All financial quantities are in Canadian Dollars unless otherwise indicated.
I’ve long admired Pembina Pipeline Corporation (NYSE:PBA and TSX:PPL) and owned them a few years ago. A goal has been to increase my wealth enough to get the income I want by holding firms such as Pembina that pay somewhat less and carry less risk.
But the market loves them too and at the moment I’m getting more yield from less-loved names such as Enbridge (ENB). Despite all that there has been no publication from me on Pembina, ever (at least per memory).
So join me in taking a look.
Western Canada is Where It’s At
Pembina is a midstream energy corporation, so it primarily transmits hydrocarbons extracted by upstream firms and received by downstream firms. Their primary area of activity is within the Western Canada Sedimentary Basin (WCSB), an enormous hydrocarbon resource.
This summary map of their midstream assets will help set the stage:
Five major producing areas are shaded here. Activity in the Baaken is today centered in North Dakota. The oil sands near Fort McMurray produce both heavy oil and synthetic crude oil (SCO). Clearwater is a source of heavy, flowing oil.
The other three areas overlap on the surface, but differ in the depth of the resource. The Duvernay lies within Alberta, the Deep Basin extends a bit into British Columbia, and the Montney has a substantial fraction in British Columbia. These areas all produce light oil, natural gas, Natural Gas Liquids (NGLs) and “condensate”.

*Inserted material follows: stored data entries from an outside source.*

//! Column transform pipeline.
//!
//! Steps run in a fixed order:
//!
//! 1. link injection: `query_id` → appended `URL` column of anchors
//! 2. column drop: remove the definition's `drop_columns`
//! 3. label rewrite: `time_taken` → `Time Taken (in seconds)` and friends
//! 4. timestamp formatting: `DD Mon YYYY HH:MM:SS`
//!
//! Each step runs on a working copy. A step that fails is logged and
//! skipped; the table the previous step produced carries on to the next.

use crate::error::{ReportError, Result};
use chrono::{DateTime, NaiveDate, NaiveDateTime};
use nr_common::{Anchor, Column, ColumnKind, ReportDefinition, Table, TableError, Value};
use nr_config::Configuration;
use std::collections::HashSet;
use tracing::{debug, warn};

/// Source column holding saved-query identifiers.
pub const QUERY_ID_COLUMN: &str = "query_id";

/// Label of the injected link column.
pub const URL_COLUMN: &str = "URL";

/// Path appended to the configured base URL, followed by the query id.
pub const QUERY_LINK_PATH: &str = "addedit?queryId=";

/// Anchor text for injected links.
pub const QUERY_LINK_LABEL: &str = "View query";

/// Display labels that are always formatted as timestamps.
pub const TIMESTAMP_LABELS: [&str; 4] = ["Date", "Call Start Time", "Call End Time", "Start Time"];

/// Fixed display pattern for timestamps, e.g. `05 Mar 2026 14:07:09`.
pub const TIMESTAMP_DISPLAY_FORMAT: &str = "%d %b %Y %H:%M:%S";

/// Title-cased label → final label.
const LABEL_SYNONYMS: [(&str, &str); 3] = [
    ("Time Taken", "Time Taken (in seconds)"),
    ("Cnt", "Number Of Queries"),
    ("Count", "Number Of Queries"),
];

/// Epoch integers at or above this are milliseconds rather than seconds.
const EPOCH_MILLIS_THRESHOLD: i64 = 100_000_000_000;

/// Pipeline steps, in execution order.
#[derive(Debug, Clone, Copy, PartialEq, Eq)]
pub enum Step {
    InjectLinks,
    DropColumns,
    RewriteLabels,
    FormatTimestamps,
}

impl Step {
    pub fn name(&self) -> &'static str {
        match self {
            Step::InjectLinks => "inject_links",
            Step::DropColumns => "drop_columns",
            Step::RewriteLabels => "rewrite_labels",
            Step::FormatTimestamps => "format_timestamps",
        }
    }
}

/// Run the full pipeline over one query result.
pub fn transform(table: Table, definition: &ReportDefinition, config: &Configuration) -> Table {
    let mut table = table;
    if table.is_empty() {
        return table;
    }

    apply_step(&mut table, definition, Step::InjectLinks, |t| {
        inject_query_links(t, config.base_url()).map(|_| ())
    });
    apply_step(&mut table, definition, Step::DropColumns, |t| {
        for missing in drop_columns(t, &definition.drop_columns)? {
            warn!(
                report = %definition.title,
                output_id = %definition.output_id,
                column = %missing,
                "Column to drop not present"
            );
        }
        Ok(())
    });
    apply_step(&mut table, definition, Step::RewriteLabels, rewrite_labels);
    apply_step(&mut table, definition, Step::FormatTimestamps, |t| {
        format_timestamps(t, &definition.timestamp_columns).map(|_| ())
    });

    table
}

fn apply_step(
    table: &mut Table,
    definition: &ReportDefinition,
    step: Step,
    f: impl FnOnce(&mut Table) -> Result<()>,
) {
    let mut working = table.clone();
    match f(&mut working) {
        Ok(()) => *table = working,
        Err(err) => warn!(
            report = %definition.title,
            output_id = %definition.output_id,
            step = step.name(),
            error = %err,
            "Transform step failed; skipping"
        ),
    }
}

/// Append a `URL` column linking every non-null `query_id` to its editor page.
///
/// Returns `false` (table untouched) when there is no base URL or no
/// `query_id` column.
pub fn inject_query_links(table: &mut Table, base_url: Option<&str>) -> Result<bool> {
    let Some(base_url) = base_url else {
        debug!("No base URL configured; link injection skipped");
        return Ok(false);
    };
    let Some(index) = table
        .columns()
        .iter()
        .position(|c| c.source == QUERY_ID_COLUMN)
    else {
        return Ok(false);
    };

    let links = table
        .column_values(index)
        .map(|value| -> Result<Value> {
            Ok(match query_id_text(value)? {
                Some(id) => Value::Link(Anchor::new(
                    format!("{base_url}{QUERY_LINK_PATH}{id}"),
                    QUERY_LINK_LABEL,
                )),
                None => Value::Null,
            })
        })
        .collect::<Result<Vec<_>>>()?;

    table.append_column(Column::new(URL_COLUMN, ColumnKind::Link), links)?;
    Ok(true)
}

fn query_id_text(value: &Value) -> Result<Option<String>> {
    match value {
        Value::Null => Ok(None),
        Value::Integer(id) => Ok(Some(id.to_string())),
        Value::Text(id) if !id.trim().is_empty() => Ok(Some(id.trim().to_string())),
        Value::Text(_) => Ok(None),
        Value::Float(id) if id.fract() == 0.0 => Ok(Some(format!("{id:.0}"))),
        other => Err(ReportError::UnsupportedValue {
            column: QUERY_ID_COLUMN.to_string(),
            value: other.to_string(),
        }),
    }
}

/// Remove the named columns (matched by source name or current label).
///
/// Returns the names that were not present.
pub fn drop_columns(table: &mut Table, names: &[String]) -> Result<Vec<String>> {
    let mut missing = Vec::new();
    for name in names {
        let label = table
            .columns()
            .iter()
            .find(|c| c.source == *name || c.name == *name)
            .map(|c| c.name.clone());
        match label {
            Some(label) => {
                table.drop_column(&label)?;
            }
            None => missing.push(name.clone()),
        }
    }
    Ok(missing)
}

/// Rewrite every non-link column label to its display form.
pub fn rewrite_labels(table: &mut Table) -> Result<()> {
    let labels: Vec<String> = table
        .columns()
        .iter()
        .map(|c| match c.kind {
            ColumnKind::Link => c.name.clone(),
            _ => display_label(&c.name),
        })
        .collect();

    let mut seen = HashSet::new();
    if let Some(dup) = labels.iter().find(|l| !seen.insert(l.as_str())) {
        return Err(TableError::DuplicateColumn(dup.clone()).into());
    }

    for (index, label) in labels.into_iter().enumerate() {
        if let Some(column) = table.column_mut(index) {
            column.name = label;
        }
    }
    Ok(())
}

/// Display label for a raw column name.
///
/// Underscores become spaces, the result is title-cased, and fixed synonyms
/// are substituted. Applying it to its own output is a no-op.
pub fn display_label(name: &str) -> String {
    if LABEL_SYNONYMS.iter().any(|(_, to)| *to == name) {
        return name.to_string();
    }
    let titled = title_case(&name.replace('_', " "));
    LABEL_SYNONYMS
        .iter()
        .find(|(from, _)| *from == titled)
        .map(|(_, to)| to.to_string())
        .unwrap_or(titled)
}

/// Upper-case the first letter of every alphabetic run, lower-case the rest.
pub fn title_case(s: &str) -> String {
    let mut out = String::with_capacity(s.len());
    let mut in_word = false;
    for ch in s.chars() {
        if ch.is_alphabetic() {
            if in_word {
                out.extend(ch.to_lowercase());
            } else {
                out.extend(ch.to_uppercase());
            }
            in_word = true;
        } else {
            out.push(ch);
            in_word = false;
        }
    }
    out
}

/// Reformat timestamp columns to [`TIMESTAMP_DISPLAY_FORMAT`].
///
/// A column qualifies when it is typed as a timestamp, when its source name
/// is listed in `annotated`, or when its label is one of
/// [`TIMESTAMP_LABELS`]. Returns the number of columns formatted.
pub fn format_timestamps(table: &mut Table, annotated: &[String]) -> Result<usize> {
    let targets: Vec<usize> = table
        .columns()
        .iter()
        .enumerate()
        .filter(|(_, c)| c.kind != ColumnKind::Link)
        .filter(|(_, c)| {
            c.kind == ColumnKind::Timestamp
                || annotated.iter().any(|a| *a == c.source)
                || TIMESTAMP_LABELS.contains(&c.name.as_str())
        })
        .map(|(i, _)| i)
        .collect();

    for &index in &targets {
        let label = table.columns()[index].name.clone();
        table.try_map_column(index, |value| format_timestamp_value(&label, value))?;
        if let Some(column) = table.column_mut(index) {
            column.kind = ColumnKind::Timestamp;
        }
    }
    Ok(targets.len())
}

fn format_timestamp_value(column: &str, value: &Value) -> Result<Value> {
    let unparseable = || ReportError::UnparseableTimestamp {
        column: column.to_string(),
        value: value.to_string(),
    };
    let ts = match value {
        Value::Null => return Ok(Value::Null),
        Value::Timestamp(ts) => *ts,
        Value::Text(s) => parse_timestamp(s).ok_or_else(unparseable)?,
        Value::Integer(epoch) => from_epoch(*epoch).ok_or_else(unparseable)?,
        Value::Float(_) | Value::Link(_) => {
            return Err(ReportError::UnsupportedValue {
                column: column.to_string(),
                value: value.to_string(),
            })
        }
    };
    Ok(Value::Text(ts.format(TIMESTAMP_DISPLAY_FORMAT).to_string()))
}

/// Parse the timestamp spellings the data source and this pipeline produce.
pub fn parse_timestamp(s: &str) -> Option<NaiveDateTime> {
    let s = s.trim();
    ["%Y-%m-%d %H:%M:%S%.f", "%Y-%m-%dT%H:%M:%S%.f", TIMESTAMP_DISPLAY_FORMAT]
        .iter()
        .find_map(|fmt| NaiveDateTime::parse_from_str(s, fmt).ok())
        .or_else(|| {
            DateTime::parse_from_rfc3339(s)
                .ok()
                .map(|dt| dt.naive_local())
        })
        .or_else(|| {
            NaiveDate::parse_from_str(s, "%Y-%m-%d")
                .ok()
                .and_then(|d| d.and_hms_opt(0, 0, 0))
        })
}

fn from_epoch(epoch: i64) -> Option<NaiveDateTime> {
    let dt = if epoch.unsigned_abs() >= EPOCH_MILLIS_THRESHOLD.unsigned_abs() {
        DateTime::from_timestamp_millis(epoch)
    } else {
        DateTime::from_timestamp(epoch, 0)
    };
    dt.map(|dt| dt.naive_utc())
}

It is NGLs and condensate that matter centrally for Pembina. The use of these two terms is inconsistent, but roughly speaking the meaning is as follows.
Condensate refers to heavier hydrocarbons that are liquid at normal temperatures. These liquids must be removed from natural gas before it can be transported via pipeline.

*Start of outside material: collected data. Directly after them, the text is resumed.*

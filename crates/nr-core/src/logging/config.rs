//! Logging configuration.
//!
//! Supports configuration via:
//! - Environment variables (RUST_LOG, NIGHTLY_REPORT_LOG_FORMAT)
//! - CLI flags (-v/-q, --log-format, --log-file)

use serde::{Deserialize, Serialize};
use std::path::PathBuf;

/// Log output format.
#[derive(Debug, Clone, Copy, PartialEq, Eq, Default, Serialize, Deserialize)]
#[serde(rename_all = "lowercase")]
pub enum LogFormat {
    /// Human-readable console format (default).
    #[default]
    Human,
    /// Machine-parseable JSON lines.
    Jsonl,
}

impl std::str::FromStr for LogFormat {
    type Err = String;

    fn from_str(s: &str) -> Result<Self, Self::Err> {
        match s.to_lowercase().as_str() {
            "human" | "console" | "pretty" => Ok(LogFormat::Human),
            "jsonl" | "json" | "structured" => Ok(LogFormat::Jsonl),
            _ => Err(format!("unknown log format: {}", s)),
        }
    }
}

impl std::fmt::Display for LogFormat {
    fn fmt(&self, f: &mut std::fmt::Formatter<'_>) -> std::fmt::Result {
        match self {
            LogFormat::Human => write!(f, "human"),
            LogFormat::Jsonl => write!(f, "jsonl"),
        }
    }
}

/// Log level filter.
#[derive(Debug, Clone, Copy, PartialEq, Eq, Default, Serialize, Deserialize)]
#[serde(rename_all = "lowercase")]
pub enum LogLevel {
    Trace,
    Debug,
    /// Standard operational info (default).
    #[default]
    Info,
    Warn,
    Error,
    Off,
}

impl LogLevel {
    /// Level from `-v` count and `-q`.
    pub fn from_verbosity(verbose: u8, quiet: bool) -> Self {
        if quiet {
            return LogLevel::Error;
        }
        match verbose {
            0 => LogLevel::Info,
            1 => LogLevel::Debug,
            _ => LogLevel::Trace,
        }
    }
}

impl std::str::FromStr for LogLevel {
    type Err = String;

    fn from_str(s: &str) -> Result<Self, Self::Err> {
        match s.to_lowercase().as_str() {
            "trace" => Ok(LogLevel::Trace),
            "debug" => Ok(LogLevel::Debug),
            "info" => Ok(LogLevel::Info),
            "warn" | "warning" => Ok(LogLevel::Warn),
            "error" => Ok(LogLevel::Error),
            "off" | "none" | "quiet" => Ok(LogLevel::Off),
            _ => Err(format!("unknown log level: {}", s)),
        }
    }
}

impl std::fmt::Display for LogLevel {
    fn fmt(&self, f: &mut std::fmt::Formatter<'_>) -> std::fmt::Result {
        match self {
            LogLevel::Trace => write!(f, "trace"),
            LogLevel::Debug => write!(f, "debug"),
            LogLevel::Info => write!(f, "info"),
            LogLevel::Warn => write!(f, "warn"),
            LogLevel::Error => write!(f, "error"),
            LogLevel::Off => write!(f, "off"),
        }
    }
}

/// Complete logging configuration.
#[derive(Debug, Clone, Default)]
pub struct LogConfig {
    pub level: LogLevel,
    pub format: LogFormat,
    /// Include timestamps in human output.
    pub timestamps: bool,
    /// Append to this file instead of writing to stderr.
    pub file: Option<PathBuf>,
}

impl LogConfig {
    /// Default filter directive for the workspace crates.
    pub fn filter_directive(&self) -> String {
        ["nr_core", "nr_report", "nr_config"]
            .iter()
            .map(|target| format!("{target}={}", self.level))
            .collect::<Vec<_>>()
            .join(",")
    }
}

Condensate is added to the heavy bitumen extracted from the oil sands to produce heavy oil that can flow in pipelines. Condensate must be imported to Canada, which does not generate the volumes that are needed.
NGLs refers to lighter hydrocarbons that must be removed from the natural gas stream by some combination of freezing and pressurizing. They include ethane, propane, and butane, among others. Fractionators can separate out these so-called “purity products.”
Much of the activity of Pembina is focused on NGLs and condensate. Let’s start with an incomplete summary list.
One of the pipelines to the Chicago area exports NGL-rich natural gas.
The other one imports condensate for use in the oil sands.
The pipeline to the south of these on the map is dedicated to Ethane (see below).
Many of their plants contribute to processing natural gas and fractionating NGLs.
They are involved in a couple of terminals on the coast with much more to come.
Some of their pipelines do transport various kinds of crude oil.
Pembina’s revenues are distributed as shown here:
Two-thirds of these are not contingent in the short run. Contractual counterparties are obligated to pay those amounts (without such commitments, the infrastructure would never get built).
The Fee-for-Service component does depend on volumes transported. The Commodity-Exposed segment is the revenue they generate by selling commodities they own. This part can be quite profitable but is volatile.
More on Ethane
Ethane is the lightest hydrocarbon molecule, having only two carbon atoms. It is often referred to as C2+.
Ethane is the most common purity product, as the others have at least 3 carbon atoms per molecule. There is often more ethane produced than can be used, so the remainder is “rejected” and put back into the natural gas stream.
But ethane is more potent than the methane that makes up most natural gas, so there is a limit as to how much can go into a normal natural-gas flow. This is one of the issues that complicates management of gas and oil fields.
Ethane is also useful stuff. It is easily converted to ethylene, which is a preferred feedstuff for producing plastics.
Pembina has taken advantage of this, with a set of pipelines dedicated to ethane transport. This in turn has enabled them to profit both from marketing ethane they produce and from transporting ethane for others. Building out this infrastructure to meet the coming new demand will cost a few hundred $M, which we will see below is well within their scope.
Sources of Growth
Pembina is well-positioned for growth. This slide from them illustrates how and where.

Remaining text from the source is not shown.